Record excerpts:
impl SessionController {
    async fn run(mut self) {
        while let Some((op, reply_tx)) = self.op_rx.recv().await {
            let result = self.process(op).await;
            // Ignore send error — the caller may have dropped their receiver
            let _ = reply_tx.send(result);
        }
        tracing::debug!(session_id = %self.session_id, "session controller stopped");
    }

    async fn process(&mut self, op: SessionOp) -> Result<SessionView, ControllerError> {
        match op {
            SessionOp::Select { label } => {
                let mut state = self.state.write().await;
                state.select(&label)?;
                Ok(state.view())
            }

            SessionOp::Reset => {
                let mut state = self.state.write().await;
                state.reset();
                Ok(state.view())
            }

            SessionOp::Start {
                category,
                difficulty,
            } => {
                let call = self.state.read().await.begin_start(category, difficulty)?;
                match self.exchange(&call).await {
                    Ok(result) => {
                        let mut state = self.state.write().await;
                        state.finish_start(category, difficulty, &call, result);
                        Ok(state.view())
                    }
                    Err(err) => self.downgrade(start_failure(&err)).await,
                }
            }

            SessionOp::Submit => {
                let call = self.state.read().await.begin_submit()?;
                match self.exchange(&call).await {
                    Ok(result) => {
                        let mut state = self.state.write().await;
                        state.finish_submit(&call, result);
                        Ok(state.view())
                    }
                    Err(err) => self.downgrade(submit_failure(&err)).await,
                }
            }

            SessionOp::Continue => {
                let call = self.state.read().await.begin_continue()?;
                match self.exchange(&call).await {
                    Ok(result) => {
                        let mut state = self.state.write().await;
                        state.finish_continue(&call, result);
                        Ok(state.view())
                    }
                    Err(err) => self.downgrade(continue_failure(&err)).await,
                }
            }
        }
    }

    /// Run one gateway exchange with the in-flight flag raised. The guard
    /// clears the flag even if the exchange future is dropped mid-await.
    async fn exchange(&self, call: &OutboundCall) -> Result<QuizResult, GatewayError> {
        self.state.write().await.in_flight = true;
        let guard = InFlightGuard::new(Arc::clone(&self.state));

        let outcome = self
            .gateway
            .invoke(&self.agent_id, &call.message, &call.history)
            .await;

        guard.release().await;
        outcome
    }

    /// Fold a gateway failure into `last_error` and report the view; the
    /// failure never propagates past the controller.
    async fn downgrade(&self, message: &'static str) -> Result<SessionView, ControllerError> {
        let mut state = self.state.write().await;
        state.fail_exchange(message);
        Ok(state.view())
    }
}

What the task asks: The response consists of the lines above that contain "dropped".

Solved exercise:
            // Ignore send error — the caller may have dropped their receiver
    /// clears the flag even if the exchange future is dropped mid-await.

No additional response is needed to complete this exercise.